Believe me I’m very content with my harness being within the ninety percentile group and for all practical purposes that much is even an excess since I only utilize it for renfaire garb for now.
Then again well intentioned and civilized divergence has always been an incentive for me to delve deeper into the research material. It is the company and opinion of such an esteemed gathering as on this forum that helps me solidify a vague and possibly contentious concept into a more precise perception for which I am grateful for all who participates in this discussion.
If I was to summarize, my opinion of all historical accuracy conceptions (and in some cases preconceptions) it would simply be that no one should ever make the claim of an item being 100% historically accurate unless they invented a time machine and travelled back to the period in question and fabricated that item utilizing all the methods, tools and materials of the time period, otherwise all other claims of historical accuracy really are just subjective.
I share your sentiments, Sir Brian (even if my comments are a late addition to this string).

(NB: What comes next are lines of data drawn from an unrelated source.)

#[cfg(test)]
mod tests {
    use super::*;
    use crate::error::Result;
    use crate::providers::GenerationOutcome;
    use async_trait::async_trait;

    struct FixedSearch(Vec<SearchResult>);

    #[async_trait]
    impl SearchProvider for FixedSearch {
        async fn search(&self, _query: &str, _num_results: u32) -> Vec<SearchResult> {
            self.0.clone()
        }

        fn name(&self) -> &str {
            "fixed-search"
        }
    }

    struct FixedText(&'static str);

    #[async_trait]
    impl TextGenerator for FixedText {
        async fn generate(&self, _request: GenerationRequest) -> Result<GenerationOutcome> {
            Ok(GenerationOutcome::text_only(self.0))
        }

        fn name(&self) -> &str {
            "fixed-text"
        }
    }

    struct FailingText;

    #[async_trait]
    impl TextGenerator for FailingText {
        async fn generate(&self, _request: GenerationRequest) -> Result<GenerationOutcome> {
            Err(crate::error::ProviderError::Empty {
                provider: "test".to_string(),
            }
            .into())
        }

        fn name(&self) -> &str {
            "failing-text"
        }
    }

    const ANALYSIS: &str = "\
1. EXECUTIVE SUMMARY
The market is cooling while inventory grows.

2. KEY FINDINGS
- Prices fell 2% year over year
- Inventory rose in most metros

3. SUPPORTING DATA
- 4.1 months of supply

5. RELATED TOPICS
- Mortgage rates
- First-time buyer programs";

    fn result(title: &str, url: &str) -> SearchResult {
        SearchResult {
            title: title.to_string(),
            url: url.to_string(),
            snippet: format!("snippet for {title}"),
        }
    }

    fn agent(text: impl TextGenerator + 'static, results: Vec<SearchResult>) -> ResearchAgent {
        ResearchAgent::new(
            Arc::new(text),
            Arc::new(FixedSearch(results)),
            PromptLibrary::new().unwrap(),
        )
    }

    #[tokio::test]
    async fn research_parses_analysis_sections() {
        let agent = agent(
            FixedText(ANALYSIS),
            vec![result("Housing report", "https://example.com/report")],
        );
        let findings = agent.research("housing market", 10).await.unwrap();

        assert_eq!(
            findings.summary,
            "The market is cooling while inventory grows."
        );
        assert_eq!(
            findings.key_findings,
            vec!["Prices fell 2% year over year", "Inventory rose in most metros"]
        );
        assert_eq!(
            findings.related_topics,
            vec!["Mortgage rates", "First-time buyer programs"]
        );
        assert_eq!(findings.sources.len(), 1);
        assert_eq!(findings.sources[0].url, "https://example.com/report");
    }

    #[tokio::test]
    async fn empty_search_falls_back_to_llm_research() {
        let agent = agent(FixedText(ANALYSIS), Vec::new());
        let findings = agent.research("niche topic", 10).await.unwrap();

        assert_eq!(findings.search_results.len(), 1);
        assert_eq!(findings.search_results[0].title, "Research on: niche topic");
        assert!(findings.search_results[0].url.is_empty());
    }

    #[tokio::test]
    async fn failing_synthesis_surfaces_an_error() {
        let agent = agent(FailingText, vec![result("t", "https://u")]);
        assert!(agent.research("topic", 10).await.is_err());
    }

    #[tokio::test]
    async fn generate_renders_a_markdown_report() {
        let agent = agent(
            FixedText(ANALYSIS),
            vec![result("Housing report", "https://example.com/report")],
        );
        let report = agent
            .generate("research housing market", &AgentContext::default())
            .await
            .unwrap();

        assert!(report.starts_with("# Research Report: housing market\n"));
        assert!(report.contains("## Executive Summary"));
        assert!(report.contains("- Prices fell 2% year over year"));
        assert!(report.contains("1. [Housing report](https://example.com/report)"));
        assert!(report.contains("## Related Topics to Explore"));
    }

    #[test]
    fn topic_extraction_strips_one_leading_phrase() {
        let ctx = AgentContext::default();
        assert_eq!(
            extract_topic("Tell me about mortgage rates", &ctx),
            "mortgage rates"
        );
        assert_eq!(
            extract_topic("research research methods", &ctx),
            "research methods"
        );
        assert_eq!(extract_topic("open houses", &ctx), "open houses");
    }

    #[test]
    fn explicit_context_topic_wins() {
        let ctx = AgentContext::default().with_topic("curb appeal");
        assert_eq!(extract_topic("tell me about anything", &ctx), "curb appeal");
    }

    #[test]
    fn unparseable_analysis_keeps_raw_text_as_summary() {
        let parsed = parse_analysis("just some freeform prose without headings");
        assert_eq!(parsed.summary, "just some freeform prose without headings");
        assert!(parsed.key_findings.is_empty());
    }

    #[test]
    fn analysis_content_lists_numbered_sources() {
        let formatted = prepare_for_analysis(&[result("First", "https://a"), result("Second", "")]);
        assert!(formatted.contains("Source 1: First"));
        assert!(formatted.contains("Reference: https://a"));
        assert!(formatted.contains("Source 2: Second"));
        assert!(formatted.contains("Reference: AI Analysis"));
    }

    #[test]
    fn empty_results_have_a_placeholder() {
        assert_eq!(prepare_for_analysis(&[]), "No search results available.");
    }

    #[test]
    fn untitled_sources_get_a_placeholder_title() {
        let sources = extract_sources(&[result("", "https://only-url")]);
        assert_eq!(sources[0].title, "Untitled");
    }
}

I personally like your harness and if it works for your persona even if there is no factual basis or historical reference, so be it. It looks good and fits a historical pattern that did exist at one point. None except those of the time period can actually attest to what was, only to what we presume to be a standard of armor wearers of the period. Even if researchers find factual basis, historical authenticity is not always "accurate" as we find more about of our past (or in essence, reminded of things we actually did practice at one point in time).
Armorers could only do what they had the skill to do (w/ the materials they had at their disposal) but those with the skill could invent wonders for those with the right coin even in early days. Even historical effigies are not going to give every account or historical depiction of what may have existed in a specific time period, but it can always be inferred as possible unless ruled out completely...

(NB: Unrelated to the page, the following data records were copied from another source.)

//! Durability checks: the per-type ring buffer and pipeline writes must
//! survive a reopen of the same database file.

use std::sync::Arc;

use super::fakes::{self, CountingText, LONG_REPLY};
use reach::pipeline::ContentRequest;
use reach::router::ContentType;
use reach::storage::ContentStore;

#[tokio::test]
async fn records_survive_reopen() {
    let dir = tempfile::tempdir().unwrap();
    let path = dir.path().join("content.db");

    {
        let store = ContentStore::open(&path).await.unwrap();
        for i in 0..6 {
            store
                .save("s1", ContentType::Blog, &format!("post {i}"), None, None)
                .await
                .unwrap();
        }
        store
            .save("s1", ContentType::Linkedin, "one linkedin post", None, None)
            .await
            .unwrap();
    }

    let reopened = ContentStore::open(&path).await.unwrap();
    assert_eq!(reopened.count(Some(ContentType::Blog)).await.unwrap(), 5);
    assert_eq!(
        reopened.count(Some(ContentType::Linkedin)).await.unwrap(),
        1
    );

    let recent = reopened
        .recent(Some(ContentType::Blog), 10, None)
        .await
        .unwrap();
    assert_eq!(recent.len(), 5);
    assert_eq!(recent[0].content, "post 5");
    // The oldest blog post fell out of the five-slot ring.
    assert!(recent.iter().all(|record| record.content != "post 0"));
}

#[tokio::test]
async fn pipeline_runs_persist_to_disk() {
    let dir = tempfile::tempdir().unwrap();
    let path = dir.path().join("content.db");

    let text = CountingText::new(LONG_REPLY);
    let (pipeline, _sessions) = fakes::pipeline(text);
    let pipeline = pipeline.with_store(Arc::new(ContentStore::open(&path).await.unwrap()));

    let response = pipeline
        .process(
            ContentRequest::new("home staging advice for sellers")
                .with_session("s1")
                .with_content_type(ContentType::Linkedin),
        )
        .await;
    assert!(response.success, "error: {:?}", response.error);

    let reopened = ContentStore::open(&path).await.unwrap();
    let records = reopened.recent(None, 10, None).await.unwrap();
    assert_eq!(records.len(), 1);

    let record = &records[0];
    assert_eq!(record.session_id, "s1");
    assert_eq!(record.content_type, ContentType::Linkedin);
    assert_eq!(record.content, LONG_REPLY);
    assert_eq!(
        record.prompt.as_deref(),
        Some("home staging advice for sellers")
    );

    let metadata = record.metadata.as_ref().unwrap();
    assert_eq!(metadata["agent_used"], "linkedin_writer_agent");
    assert_eq!(metadata["routing"]["confidence"], 1.0);
}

I try to make my persona a mix between myself and what was time period, and reflect it both in my armor kit and weapons. I prefer to make my persona more factual or historical than LARP-like or fantasy-based (which could pretty much go anywhere your imagination can take you). Just some food for thought, and like anything else, it's my opinion and subject to scrutiny. It's trying to find a balance between who you are as an individual and the depiction of who you are trying to portray that makes your look come together.
Historians are always going to scrutinize as scientists do over accuracy but artisians who respect the skill will just look on your armor kit as either a "creative wonder" or a "common-place piece" (as most everyday on-lookers will). Either case, it looks good and fits you perfectly so why contest what works.